EXERCISE GOAL » Locate the line bearing "adding the same" in the material below, then reproduce it and each following line up to and including the line bearing "Move queued session".

PROVIDED MATERIAL »
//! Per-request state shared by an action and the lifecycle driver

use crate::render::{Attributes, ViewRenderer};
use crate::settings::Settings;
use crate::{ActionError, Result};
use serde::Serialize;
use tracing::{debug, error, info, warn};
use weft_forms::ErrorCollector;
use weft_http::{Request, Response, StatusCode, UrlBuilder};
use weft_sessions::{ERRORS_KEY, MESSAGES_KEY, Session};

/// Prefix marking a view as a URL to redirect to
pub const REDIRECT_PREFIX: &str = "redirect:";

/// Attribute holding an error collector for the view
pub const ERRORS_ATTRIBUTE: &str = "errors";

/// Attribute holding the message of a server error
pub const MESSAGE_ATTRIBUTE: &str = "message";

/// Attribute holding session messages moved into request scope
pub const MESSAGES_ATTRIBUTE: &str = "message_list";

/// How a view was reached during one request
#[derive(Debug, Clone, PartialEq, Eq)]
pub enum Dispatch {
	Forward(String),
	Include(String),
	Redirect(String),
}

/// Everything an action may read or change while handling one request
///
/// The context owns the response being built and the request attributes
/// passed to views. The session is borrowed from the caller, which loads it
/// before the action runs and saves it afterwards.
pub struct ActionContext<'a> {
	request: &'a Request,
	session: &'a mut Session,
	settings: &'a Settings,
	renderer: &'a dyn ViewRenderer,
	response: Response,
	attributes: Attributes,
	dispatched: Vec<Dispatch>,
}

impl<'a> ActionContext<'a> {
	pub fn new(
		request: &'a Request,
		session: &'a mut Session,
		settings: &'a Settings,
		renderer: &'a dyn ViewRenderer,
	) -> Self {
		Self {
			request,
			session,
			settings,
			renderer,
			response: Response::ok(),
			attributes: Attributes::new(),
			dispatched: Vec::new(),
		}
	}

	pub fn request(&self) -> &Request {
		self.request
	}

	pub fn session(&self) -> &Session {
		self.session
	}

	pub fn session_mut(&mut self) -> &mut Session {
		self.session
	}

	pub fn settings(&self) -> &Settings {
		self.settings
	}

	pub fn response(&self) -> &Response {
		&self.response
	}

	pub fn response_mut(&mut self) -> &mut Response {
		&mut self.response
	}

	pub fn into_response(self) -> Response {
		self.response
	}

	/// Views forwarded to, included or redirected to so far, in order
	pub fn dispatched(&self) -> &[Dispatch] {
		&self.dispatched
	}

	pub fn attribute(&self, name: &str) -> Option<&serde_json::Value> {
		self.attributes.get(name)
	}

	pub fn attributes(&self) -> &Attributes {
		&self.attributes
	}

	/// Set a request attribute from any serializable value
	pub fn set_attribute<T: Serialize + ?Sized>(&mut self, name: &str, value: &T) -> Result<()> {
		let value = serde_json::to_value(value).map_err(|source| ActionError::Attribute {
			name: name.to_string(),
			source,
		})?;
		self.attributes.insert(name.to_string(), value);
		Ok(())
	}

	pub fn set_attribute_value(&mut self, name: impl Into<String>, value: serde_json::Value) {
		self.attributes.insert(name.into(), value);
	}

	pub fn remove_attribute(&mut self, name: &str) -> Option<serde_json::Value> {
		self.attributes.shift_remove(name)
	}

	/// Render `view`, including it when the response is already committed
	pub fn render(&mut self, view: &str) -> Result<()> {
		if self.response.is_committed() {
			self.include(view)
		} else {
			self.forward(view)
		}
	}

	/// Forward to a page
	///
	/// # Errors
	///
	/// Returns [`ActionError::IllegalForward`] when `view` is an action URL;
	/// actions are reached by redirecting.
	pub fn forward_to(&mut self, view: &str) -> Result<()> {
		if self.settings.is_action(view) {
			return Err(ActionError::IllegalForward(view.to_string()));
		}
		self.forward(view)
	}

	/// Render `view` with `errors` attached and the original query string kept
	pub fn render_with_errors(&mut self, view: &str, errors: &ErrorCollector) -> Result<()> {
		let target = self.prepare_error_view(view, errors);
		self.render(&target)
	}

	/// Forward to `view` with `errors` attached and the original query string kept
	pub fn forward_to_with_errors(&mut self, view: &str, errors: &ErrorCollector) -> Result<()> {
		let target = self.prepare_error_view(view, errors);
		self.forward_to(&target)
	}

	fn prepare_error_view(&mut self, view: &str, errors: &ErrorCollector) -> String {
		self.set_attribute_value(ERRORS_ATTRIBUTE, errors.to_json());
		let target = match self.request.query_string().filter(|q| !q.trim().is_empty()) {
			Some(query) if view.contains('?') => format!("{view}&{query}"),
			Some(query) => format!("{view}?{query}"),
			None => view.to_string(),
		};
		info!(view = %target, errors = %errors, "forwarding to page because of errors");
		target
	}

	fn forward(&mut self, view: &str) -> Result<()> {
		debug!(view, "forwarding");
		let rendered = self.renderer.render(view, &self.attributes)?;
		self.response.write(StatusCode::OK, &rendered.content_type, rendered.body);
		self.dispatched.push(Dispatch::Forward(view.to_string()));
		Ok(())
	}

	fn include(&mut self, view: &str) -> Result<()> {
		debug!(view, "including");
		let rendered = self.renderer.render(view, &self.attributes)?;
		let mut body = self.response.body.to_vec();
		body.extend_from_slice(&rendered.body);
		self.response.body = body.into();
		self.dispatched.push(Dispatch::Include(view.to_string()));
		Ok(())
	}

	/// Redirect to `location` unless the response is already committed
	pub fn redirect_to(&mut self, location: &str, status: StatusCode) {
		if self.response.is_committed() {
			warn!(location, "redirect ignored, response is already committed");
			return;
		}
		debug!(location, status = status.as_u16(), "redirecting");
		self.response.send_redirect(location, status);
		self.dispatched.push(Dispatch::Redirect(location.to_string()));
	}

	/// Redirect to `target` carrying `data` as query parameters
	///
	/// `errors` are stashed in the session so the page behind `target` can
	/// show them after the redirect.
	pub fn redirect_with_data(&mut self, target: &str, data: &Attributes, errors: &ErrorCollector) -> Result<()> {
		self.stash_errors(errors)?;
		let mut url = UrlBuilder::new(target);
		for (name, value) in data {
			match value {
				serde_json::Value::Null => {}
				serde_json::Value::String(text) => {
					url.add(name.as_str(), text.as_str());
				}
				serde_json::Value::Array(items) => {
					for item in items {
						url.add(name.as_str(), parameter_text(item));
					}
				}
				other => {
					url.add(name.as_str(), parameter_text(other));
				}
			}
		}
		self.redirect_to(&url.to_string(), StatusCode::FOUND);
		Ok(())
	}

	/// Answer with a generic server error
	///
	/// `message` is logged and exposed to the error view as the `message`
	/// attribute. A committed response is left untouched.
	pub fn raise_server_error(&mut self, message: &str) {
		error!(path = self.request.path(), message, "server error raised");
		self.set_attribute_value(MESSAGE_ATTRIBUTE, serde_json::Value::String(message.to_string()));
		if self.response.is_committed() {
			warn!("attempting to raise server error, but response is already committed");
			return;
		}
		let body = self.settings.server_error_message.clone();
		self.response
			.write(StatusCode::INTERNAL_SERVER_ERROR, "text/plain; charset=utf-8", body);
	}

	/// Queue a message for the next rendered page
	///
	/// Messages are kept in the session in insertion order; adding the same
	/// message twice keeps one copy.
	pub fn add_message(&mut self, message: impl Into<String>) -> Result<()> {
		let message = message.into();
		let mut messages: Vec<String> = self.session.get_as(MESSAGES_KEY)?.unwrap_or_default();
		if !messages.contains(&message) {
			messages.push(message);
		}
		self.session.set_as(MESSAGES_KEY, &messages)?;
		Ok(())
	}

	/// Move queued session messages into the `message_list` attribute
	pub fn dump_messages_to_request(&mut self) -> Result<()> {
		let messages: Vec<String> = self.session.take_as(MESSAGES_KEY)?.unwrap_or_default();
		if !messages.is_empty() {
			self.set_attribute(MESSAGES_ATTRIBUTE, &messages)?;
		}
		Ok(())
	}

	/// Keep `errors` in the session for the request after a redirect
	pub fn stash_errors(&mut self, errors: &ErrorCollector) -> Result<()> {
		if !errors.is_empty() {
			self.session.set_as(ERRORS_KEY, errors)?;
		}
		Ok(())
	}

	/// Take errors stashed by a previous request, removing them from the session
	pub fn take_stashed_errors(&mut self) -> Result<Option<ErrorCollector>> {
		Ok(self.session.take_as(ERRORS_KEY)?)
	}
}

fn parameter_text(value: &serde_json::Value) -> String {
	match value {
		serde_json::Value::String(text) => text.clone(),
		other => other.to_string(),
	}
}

EXERCISE RESULT »
	/// Messages are kept in the session in insertion order; adding the same
	/// message twice keeps one copy.
	pub fn add_message(&mut self, message: impl Into<String>) -> Result<()> {
		let message = message.into();
		let mut messages: Vec<String> = self.session.get_as(MESSAGES_KEY)?.unwrap_or_default();
		if !messages.contains(&message) {
			messages.push(message);
		}
		self.session.set_as(MESSAGES_KEY, &messages)?;
		Ok(())
	}

	/// Move queued session messages into the `message_list` attribute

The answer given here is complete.